On the economic front, investors were relieved to see that consumer prices in November did not rise as much as feared. However, some experts warned that these numbers might be inaccurate because a 43-day government shutdown prevented the proper collection of data in October.

Despite this uncertainty, traders are betting that the Federal Reserve will cut interest rates at least twice next year, with a 20% chance that the first cut could happen as early as January.

The Bank of Japan (BoJ) hiked interest rates to 0.75%, the highest in three decades. This sets the stage for an interesting week ahead as Japanese traders will still be at their desks next week.

Wrapping Up 2025

Market participants may be looking forward to relax after a very chaotic year that began with Donald Trump returning to the White House.

Over the last twelve months, global politics have become unstable and a trade war has officially started.

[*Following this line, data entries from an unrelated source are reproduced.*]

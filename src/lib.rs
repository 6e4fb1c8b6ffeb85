//! CloudFormation template synthesis for the Space Invaders game backend.
//!
//! ```no_run
//! let config = invaders_cfn::AppConfig::load("invaders.toml")?;
//! let template = invaders_cfn::synthesize(&config)?;
//! println!("{}", template.to_yaml()?);
//! # Ok::<(), invaders_cfn::Error>(())
//! ```

pub mod cfn;
pub mod config;
pub mod error;
pub mod layers;
pub mod regions;
pub mod resources;
pub mod stack;

#[cfg(feature = "deploy")]
pub mod deploy;

#[cfg(test)]
mod module_testing;

pub use cfn::Template;
pub use config::AppConfig;
pub use error::{Error, Result};
pub use stack::{stack_name, synthesize};
pub struct KinesisStreamFirehoseS3Props<'a> {
    pub application_name: &'a str,
    pub region: &'a str,
    pub account_id: &'a str,
    pub features: StreamFeatures,
    /// bound to the stream when `features.kinesis_integration` is on.
    pub stream_consumer_lambda_arn: Option<&'a str>,
    /// execution role name of that lambda. granted read access to the stream.
    pub stream_consumer_role: Option<&'a str>,
    /// required when `features.firehose` is on.
    pub bucket_destination_arn: Option<&'a str>,
}

#[derive(Debug, Clone)]
pub struct FirehoseDelivery {
    pub delivery_stream: LogicalId,
    pub delivery_stream_name: String,
    pub log_group: LogicalId,
    pub log_group_name: String,
    pub log_stream: LogicalId,
    pub role: LogicalId,
}

#[derive(Debug, Clone)]
pub struct KinesisStreamFirehoseS3 {
    pub stream: LogicalId,
    pub stream_name: String,
    pub event_source: Option<LogicalId>,
    pub firehose: Option<FirehoseDelivery>,
}
impl RestApi {
    pub fn new(template: &mut Template, id: &str, name: &str, description: &str) -> Result<Self> {
        let api = LogicalId::new(id)?;
        template.add_resource(&api, &RestApiProps {
            name: name.to_string(),
            description: description.to_string(),
        })?;
        Ok(Self { api, authorizer: None, methods: vec![] })
    }

    pub fn rest_api_id(&self) -> Value {
        self.api.get_ref()
    }

    pub fn root_resource_id(&self) -> Value {
        self.api.get_att("RootResourceId")
    }

    pub fn authorizer(&self) -> Option<&LogicalId> {
        self.authorizer.as_ref()
    }

    /// every `Auth::Cognito` method added afterwards uses this authorizer.
    pub fn add_cognito_authorizer(&mut self, template: &mut Template, id: &str, name: &str, user_pool_arn: &str) -> Result<LogicalId> {
        let authorizer = LogicalId::new(id)?;
        template.add_resource(&authorizer, &Authorizer {
            name: name.to_string(),
            rest_api_id: self.rest_api_id(),
            ty: "COGNITO_USER_POOLS",
            identity_source: "method.request.header.Authorization".into(),
            provider_arns: vec![user_pool_arn.to_string()],
        })?;
        self.authorizer = Some(authorizer.clone());
        Ok(authorizer)
    }

    /// CORS headers on every 4XX the gateway itself produces, so browsers can
    /// read auth failures.
    pub fn add_default_4xx_cors_response(&self, template: &mut Template, id: &str) -> Result<LogicalId> {
        let response = LogicalId::new(id)?;
        template.add_resource(&response, &GatewayResponse {
            rest_api_id: self.rest_api_id(),
            response_type: "DEFAULT_4XX".into(),
            response_parameters: BTreeMap::from([
                ("gatewayresponse.header.Access-Control-Allow-Headers".to_string(), CORS_ALLOW_HEADERS.to_string()),
                ("gatewayresponse.header.Access-Control-Allow-Methods".to_string(), "'*'".to_string()),
                ("gatewayresponse.header.Access-Control-Allow-Origin".to_string(), "'*'".to_string()),
            ]),
            response_templates: BTreeMap::from([
                (JSON.to_string(), r#"{"message":$context.error.messageString}"#.to_string()),
            ]),
        })?;
        template.add_dependency(&response, &self.api)?;
        Ok(response)
    }

    pub fn add_model(&self, template: &mut Template, id: &str, name: &str, description: &str, schema: Value) -> Result<LogicalId> {
        let model = LogicalId::new(id)?;
        template.add_resource(&model, &Model {
            content_type: JSON.into(),
            description: description.into(),
            name: name.into(),
            rest_api_id: self.rest_api_id(),
            schema,
        })?;
        Ok(model)
    }

    pub fn add_resource(&self, template: &mut Template, id: &str, parent_id: Value, path_part: &str) -> Result<LogicalId> {
        let resource = LogicalId::new(id)?;
        template.add_resource(&resource, &ApiResource {
            parent_id,
            path_part: path_part.into(),
            rest_api_id: self.rest_api_id(),
        })?;
        Ok(resource)
    }

    pub fn add_method(&mut self, template: &mut Template, id: &str, resource: &LogicalId, spec: MethodSpec) -> Result<LogicalId> {
        let (authorization_type, authorizer_id) = match spec.auth {
            Auth::None => (AuthorizationType::None, None),
            Auth::Cognito => {
                let authorizer = self.authorizer.as_ref()
                    .ok_or_else(|| Error::MissingParameter(format!("authorizer for method {id}")))?;
                (AuthorizationType::CognitoUserPools, Some(authorizer.get_ref()))
            }
        };
        let method = LogicalId::new(id)?;
        template.add_resource(&method, &Method {
            rest_api_id: self.rest_api_id(),
            resource_id: resource.get_ref(),
            http_method: spec.http_method,
            authorization_type,
            authorizer_id,
            request_parameters: spec.request_parameters,
            request_models: spec.request_models,
            integration: spec.integration,
            method_responses: spec.method_responses,
        })?;
        self.methods.push(RegisteredMethod {
            logical_id: method.clone(),
            resource: resource.clone(),
            http_method: spec.http_method,
        });
        Ok(method)
    }

    /// adds `spec` as `{id_prefix}{VERB}` and its CORS preflight as `{id_prefix}OPTIONS`.
    pub fn add_endpoint(&mut self, template: &mut Template, id_prefix: &str, resource: &LogicalId, spec: MethodSpec) -> Result<Endpoint> {
        let verb_id = format!("{id_prefix}{}", spec.http_method.as_str());
        let method = self.add_method(template, &verb_id, resource, spec)?;
        let options = self.add_method(template, &format!("{id_prefix}OPTIONS"), resource, MethodSpec::cors_options())?;
        Ok(Endpoint { resource: resource.clone(), method, options })
    }

    pub fn methods(&self) -> &[RegisteredMethod] {
        &self.methods
    }

    /// The deployment snapshots the api when it is created, so it depends on
    /// every integration method registered so far.
    pub fn add_deployment(&self, template: &mut Template, id: &str, stage_name: &str, description: &str) -> Result<LogicalId> {
        let deployment = LogicalId::new(id)?;
        template.add_resource(&deployment, &Deployment {
            rest_api_id: self.rest_api_id(),
            stage_name: stage_name.into(),
            description: description.into(),
        })?;
        for method in self.methods.iter().filter(|m| m.http_method != HttpVerb::Options) {
            template.add_dependency(&deployment, &method.logical_id)?;
        }
        tracing::debug!(deployment = %deployment, methods = self.methods.len(), "added deployment");
        Ok(deployment)
    }
}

While the US dollar lost 9% of its value, gold prices had their best performance since 1979, and European weapons companies saw their value jump by 65%.

Global stock markets grew by $14 trillion, driven by an obsession with Artificial Intelligence and risky debt, even though government bond markets are nervous about budget issues.

At the same time, oil prices are near a ten-year low, Bitcoin has lost one-third of its value in the last three months, and cocoa is having its worst year ever.

After all this drama, it is definitely time for Market participants to take a break.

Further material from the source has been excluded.